The framing codec concept is important for messengers, which have to convert messages to byte arrays for transport.
(and from)
I think framing codecs should be invertible.
because you generally want to be able to parse the things you can print, and vice versa
There are a lot of non-framing codecs, though.
Mainly because the API signature for codecs says, “a codec is any function that maps an argument onto a return value.”
But we only care about the ones that will be used with messengers. (or rather, transports, but messengers are the glue that binds them.)
So useful codecs are the ones that we can compose with framing codecs.
The composition of an invertible framing codec and a non-invertible, non-framing codec is a non-invertible framing codec, which would contradict the model.
So it’s clear that, if framing codecs are invertible, all useful codecs are invertible.
I’m still following the logic, but it’s possible that we don’t want or need messengers to compose or invert.
Or maybe something at a higher layer in the API stack.
Because an HTTP client prints requests and parses responses.
Maybe that’s not a great example because HTTP requests and responses are both HTTP messages.
But what about odd protocols like, I don’t know, an XML-to-JSON microservice or a WebSockets-enabled web server?
We could still use multiple invertible codecs and just ignore the inverses.
We could do that with a composite messenger type that can use a different codec for each direction.
so I’ve been thinking about this a bunch too and I think we can make it work by expressing codecs as invertible converters between one “high level message” type and a “segment” (lazy stream of bounded length) of low level messages, where a “message” is any value with a size (natural number with abstract meaning, not necessarily number of bytes) where that size is accessible by the codec in constant time
the most primitive message type would be a bytestring, with codecs that use them as a low-level message type being codecs that emit chunks of bytes
the “segment” idea is to allow codecs to do things in a lazily streaming parser-combinator manner but with more guarantees on when you can and can’t commit to a parse
I think the haskell trifecta library does this a bit with it’s notion of parsers producing and consuming “ropes” of values but honestly I can’t figure out much of anything from it’s docs (blasted haskellers, thinking types are good enough docs for anybody)

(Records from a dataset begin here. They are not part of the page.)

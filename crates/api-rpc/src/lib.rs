//! JSON-RPC API Layer
//!
//! Control surface for a running SlowPoke pool: read and tune the service
//! time, inspect queue and worker stats, push simulated work.

pub mod error;
pub mod handler;
pub mod server;
pub mod types;

pub use server::{RpcServer, RpcServerConfig};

so codec might end up looking like this maybe:
actually I have no idea how it would look right now
hm
(also I gotta run to meeting)
K
That trifecta doc is pretty dense :sweat_smile:
But I think I get what’s going on with the sizes
another thought: the “high-level vs low-level message” thing is basically what lexing before parsing does
so composing codecs would be like nesting multiple kinds of lexing
ok, that’s an angle I can understand
e.g. bytes -> simple tokens -> more complex tokens -> parsed values
so maybe the codec interface should work in a way where you could stick a parser combinator library inside the parsing logic of a single message, but with the codec having extra logic around the parser that knows how to bound the amount of low level messages to read so the parser is applied to finite input of known size
oh! maybe this!
-- start a message read attempt with the following logic:
-- 1. take a max number of elements to read and a stream
-- 2. reads small number of elements in order to decide on a "segment termination predicate"

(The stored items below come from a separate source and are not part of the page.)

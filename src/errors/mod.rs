//! Error handling utilities for the tenten application.
//!
//! This module provides the central error type `AppError` which represents all
//! possible error conditions that might occur in the application, as well as the
//! convenience type alias `AppResult` for functions that can return these errors.

use thiserror::Error;

/// Represents user-correctable validation failures.
///
/// These errors are reported back to the user so the input can be fixed and the
/// operation retried; the journal store is never modified when one is raised.
///
/// # Examples
///
/// ```
/// use tenten::errors::ValidationError;
///
/// let error = ValidationError::EmptyEntry;
/// assert!(format!("{}", error).contains("at least one"));
/// ```
#[derive(Debug, Error, PartialEq, Eq)]
pub enum ValidationError {
    /// The submitted entry has no content in either list after cleaning.
    #[error("An entry needs at least one gratitude or intention before it can be saved")]
    EmptyEntry,

    /// A date string did not parse as a calendar date.
    #[error("Invalid date '{value}': expected YYYY-MM-DD")]
    InvalidDate {
        /// The rejected input.
        value: String,
    },

    /// A reminder time string did not parse as a 24-hour clock time.
    #[error("Invalid reminder time '{value}': expected HH:MM in 24-hour local time")]
    InvalidReminderTime {
        /// The rejected input.
        value: String,
    },

    /// A program length outside the accepted range was supplied.
    #[error("Invalid program length {value}: expected between 1 and {max} days")]
    InvalidProgramLength {
        /// The rejected length.
        value: u32,
        /// The largest accepted length.
        max: u32,
    },
}

/// Represents all possible errors that can occur in the tenten application.
///
/// This enum is the central error type used across the application, with variants
/// for different error categories. It uses `thiserror` for deriving the `Error` trait
/// implementation and formatted error messages.
///
/// # Examples
///
/// Creating a configuration error:
/// ```
/// use tenten::errors::AppError;
///
/// let error = AppError::Config("Missing journal directory".to_string());
/// assert_eq!(format!("{}", error), "Configuration error: Missing journal directory");
/// ```
///
/// Converting from an IO error:
/// ```
/// use tenten::errors::AppError;
/// use std::io::{self, ErrorKind};
///
/// let io_error = io::Error::new(ErrorKind::NotFound, "file not found");
/// let app_error: AppError = io_error.into();
///
/// match app_error {
///     AppError::Io(inner) => assert_eq!(inner.kind(), ErrorKind::NotFound),
///     _ => panic!("Expected Io variant"),
/// }
/// ```
#[derive(Debug, Error)]
pub enum AppError {
    /// Errors related to configuration loading or validation.
    #[error("Configuration error: {0}")]
    Config(String),

    /// Input/output errors from filesystem operations.
    ///
    /// This variant automatically converts from `std::io::Error` through the `From` trait.
    #[error("I/O error: {0}")]
    Io(#[from] std::io::Error),

    /// User-correctable validation failures.
    ///
    /// This variant uses the dedicated ValidationError type so callers can
    /// distinguish "fix your input" conditions from real failures.
    #[error("{0}")]
    Validation(#[from] ValidationError),

    /// An entry, status, or settings operation was attempted before setup.
    #[error("No journal program configured yet. Run `tenten setup` to begin.")]
    SetupRequired,

    /// Errors in journal logic that are not validation failures.
    #[error("Journal error: {0}")]
    Journal(String),
}

/// A type alias for `Result<T, AppError>` to simplify function signatures.
///
/// This type alias is used throughout the application to represent operations
/// that may fail with an `AppError`.
pub type AppResult<T> = Result<T, AppError>;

-- 3. caller can now skip the elements consumed to produce the predicate
-- 4. then caller consumes stream elements and hands off to parser combinator until termination predicate is true or until caller decides too many elements
startRead :: Stream s => Nat -> s a -> (Nat, Predicate a)ok
To decode an HTTP message start line, I need to read from the current input position to the next line terminator.
right
So I might have a line decoder that I can instruct to carve itself up with parser combinators and other codecs?
hmmm
I think it might be more like a tokenization pass
bytes -> method-token + whitespace-token + target-url-token + whitespace-token + newline-token
because for each of those token types implementations are allowed to attach finite length limits, and the spec mandates minimum length support
This makes me want decoders to be able to use other decoders like an input port.
I think that makes sense
So we can build messages as a series of progressively more abstract tokens.
yes, that’s definitely what I want
also
I think it might help to think of the underlying bytes input and output as a stream of byte-chunk tokens
that would let codecs figure out segmentation / buffering / MTU logic
so what level of detail is appropriate for tokens? A TCP packet orEthernet frames? A utf8-encoded character? a 2GB binary blob? All of the above?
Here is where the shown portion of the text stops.